### TASK TO CARRY OUT
Lines that include "EmptyGrid" make up the answer; copy all of them from the data below.

Collected data entries:
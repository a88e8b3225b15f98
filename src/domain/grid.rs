use super::{Cell, SimError};

/// Moore neighbourhood offsets as (row, col) deltas
#[rustfmt::skip]
pub const MOORE_OFFSETS: [(isize, isize); 8] = [
    (-1, -1), (-1, 0), (-1, 1),
    ( 0, -1),          ( 0, 1),
    ( 1, -1), ( 1, 0), ( 1, 1),
];

/// Grid is a fixed-size, row-major rectangle of cells.
/// Its dimensions never change once created; evolution produces a new grid.
#[derive(Clone, Debug, PartialEq)]
pub struct Grid<C> {
    rows: usize,
    cols: usize,
    cells: Vec<C>,
}

impl<C: Cell> Grid<C> {
    /// Create a grid with every cell set by `fill_rule(row, col)`.
    /// Cells are filled in row-major order.
    pub fn create(
        rows: usize,
        cols: usize,
        mut fill_rule: impl FnMut(usize, usize) -> C,
    ) -> Result<Self, SimError> {
        let mut cells = Self::reserve(rows, cols)?;
        for row in 0..rows {
            for col in 0..cols {
                cells.push(fill_rule(row, col));
            }
        }
        Ok(Self { rows, cols, cells })
    }

    /// Create a grid with every cell set to `cell`
    pub fn filled(rows: usize, cols: usize, cell: C) -> Result<Self, SimError> {
        Self::create(rows, cols, |_, _| cell)
    }

    /// Reserve storage for a rows x cols grid without aborting on failure
    pub(crate) fn reserve(rows: usize, cols: usize) -> Result<Vec<C>, SimError> {
        if rows == 0 || cols == 0 {
            return Err(SimError::EmptyGrid { rows, cols });
        }
        let len = rows
            .checked_mul(cols)
            .ok_or(SimError::Allocation { cells: usize::MAX })?;
        let mut cells = Vec::new();
        cells
            .try_reserve_exact(len)
            .map_err(|_| SimError::Allocation { cells: len })?;
        Ok(cells)
    }

    /// Wrap cells produced by the transition engine
    pub(crate) fn from_cells(rows: usize, cols: usize, cells: Vec<C>) -> Self {
        debug_assert_eq!(cells.len(), rows * cols);
        Self { rows, cols, cells }
    }

    pub(crate) fn cells(&self) -> &[C] {
        &self.cells
    }

    /// Get grid dimensions as (rows, cols)
    pub const fn dimensions(&self) -> (usize, usize) {
        (self.rows, self.cols)
    }

    pub const fn rows(&self) -> usize {
        self.rows
    }

    pub const fn cols(&self) -> usize {
        self.cols
    }

    /// Convert 2D coordinates to 1D index
    const fn get_index(&self, row: usize, col: usize) -> usize {
        row * self.cols + col
    }

    /// Whether a signed coordinate lies inside the grid. There is no wraparound.
    pub const fn is_in_bounds(&self, row: isize, col: isize) -> bool {
        row >= 0 && col >= 0 && (row as usize) < self.rows && (col as usize) < self.cols
    }

    /// Get cell at position (with bounds checking)
    pub fn get(&self, row: usize, col: usize) -> Option<C> {
        (row < self.rows && col < self.cols).then(|| self.cells[self.get_index(row, col)])
    }

    /// Set cell at position. Out-of-bounds writes are ignored.
    pub fn set(&mut self, row: usize, col: usize, cell: C) {
        if row < self.rows && col < self.cols {
            let idx = self.get_index(row, col);
            self.cells[idx] = cell;
        }
    }

    /// Count in-bounds Moore neighbours of (row, col) matching `predicate`.
    /// Neighbours that would fall off the edge are simply absent.
    pub fn count_neighbors(&self, row: usize, col: usize, predicate: impl Fn(C) -> bool) -> u8 {
        MOORE_OFFSETS
            .iter()
            .map(|&(dr, dc)| (row as isize + dr, col as isize + dc))
            .filter(|&(nr, nc)| self.is_in_bounds(nr, nc))
            .filter(|&(nr, nc)| predicate(self.cells[self.get_index(nr as usize, nc as usize)]))
            .count() as u8
    }

    /// Number of cells matching `predicate`
    pub fn census(&self, predicate: impl Fn(C) -> bool) -> usize {
        self.cells.iter().filter(|&&cell| predicate(cell)).count()
    }

    /// Borrow one row of cells
    pub fn row(&self, row: usize) -> Option<&[C]> {
        (row < self.rows).then(|| &self.cells[row * self.cols..(row + 1) * self.cols])
    }

    /// Iterate over all cells with their positions, row-major
    pub fn iter_cells(&self) -> impl Iterator<Item = (usize, usize, C)> + '_ {
        self.cells
            .iter()
            .enumerate()
            .map(|(idx, &cell)| (idx / self.cols, idx % self.cols, cell))
    }
}

#[cfg(test)]
mod tests {
    use super::*;
    use crate::domain::{ForestCell, LifeCell};

    #[test]
    fn test_create_uses_fill_rule() {
        let grid = Grid::create(2, 3, |row, col| {
            if (row + col) % 2 == 0 { LifeCell::Alive } else { LifeCell::Dead }
        })
        .unwrap();

        assert_eq!(grid.dimensions(), (2, 3));
        assert_eq!(grid.get(0, 0), Some(LifeCell::Alive));
        assert_eq!(grid.get(0, 1), Some(LifeCell::Dead));
        assert_eq!(grid.get(1, 1), Some(LifeCell::Alive));
        assert_eq!(grid.get(2, 0), None);
        assert_eq!(grid.get(0, 3), None);
    }

    #[test]
    fn test_create_rejects_empty_dimensions() {
        assert!(matches!(
            Grid::filled(0, 5, LifeCell::Dead),
            Err(SimError::EmptyGrid { rows: 0, cols: 5 })
        ));
        assert!(matches!(
            Grid::filled(5, 0, LifeCell::Dead),
            Err(SimError::EmptyGrid { rows: 5, cols: 0 })
        ));
    }

    #[test]
    fn test_create_reports_overflowing_size() {
        assert!(matches!(
            Grid::filled(usize::MAX, 2, LifeCell::Dead),
            Err(SimError::Allocation { .. })
        ));
    }

    #[test]
    fn test_bounds_do_not_wrap() {
        let grid = Grid::filled(3, 4, ForestCell::Empty).unwrap();
        assert!(grid.is_in_bounds(0, 0));
        assert!(grid.is_in_bounds(2, 3));
        assert!(!grid.is_in_bounds(-1, 0));
        assert!(!grid.is_in_bounds(0, -1));
        assert!(!grid.is_in_bounds(3, 0));
        assert!(!grid.is_in_bounds(0, 4));
    }

    #[test]
    fn test_corner_has_three_neighbors() {
        let grid = Grid::filled(3, 3, LifeCell::Alive).unwrap();
        assert_eq!(grid.count_neighbors(0, 0, LifeCell::is_alive), 3);
        assert_eq!(grid.count_neighbors(2, 2, LifeCell::is_alive), 3);
        assert_eq!(grid.count_neighbors(0, 1, LifeCell::is_alive), 5);
        assert_eq!(grid.count_neighbors(1, 1, LifeCell::is_alive), 8);
    }

    #[test]
    fn test_count_ignores_self_and_far_cells() {
        let mut grid = Grid::filled(5, 5, ForestCell::Tree).unwrap();
        grid.set(2, 2, ForestCell::Burning);
        grid.set(0, 0, ForestCell::Burning);

        assert_eq!(grid.count_neighbors(2, 2, ForestCell::is_burning), 0);
        assert_eq!(grid.count_neighbors(1, 1, ForestCell::is_burning), 2);
        assert_eq!(grid.count_neighbors(3, 3, ForestCell::is_burning), 1);
        assert_eq!(grid.count_neighbors(4, 4, ForestCell::is_burning), 0);
    }

    #[test]
    fn test_single_cell_grid_has_no_neighbors() {
        let grid = Grid::filled(1, 1, LifeCell::Alive).unwrap();
        assert_eq!(grid.count_neighbors(0, 0, LifeCell::is_alive), 0);
    }

    #[test]
    fn test_set_out_of_bounds_is_ignored() {
        let mut grid = Grid::filled(2, 2, LifeCell::Dead).unwrap();
        grid.set(5, 5, LifeCell::Alive);
        assert_eq!(grid.census(LifeCell::is_alive), 0);
    }

    #[test]
    fn test_iter_cells_is_row_major() {
        let grid = Grid::create(2, 2, |row, col| {
            if row == 1 && col == 0 { LifeCell::Alive } else { LifeCell::Dead }
        })
        .unwrap();
        let positions: Vec<_> = grid.iter_cells().map(|(r, c, _)| (r, c)).collect();
        assert_eq!(positions, vec![(0, 0), (0, 1), (1, 0), (1, 1)]);
        assert_eq!(grid.row(1), Some(&[LifeCell::Alive, LifeCell::Dead][..]));
        assert_eq!(grid.row(2), None);
    }
}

### TASK OUTPUT
            return Err(SimError::EmptyGrid { rows, cols });
            Err(SimError::EmptyGrid { rows: 0, cols: 5 })
            Err(SimError::EmptyGrid { rows: 5, cols: 0 })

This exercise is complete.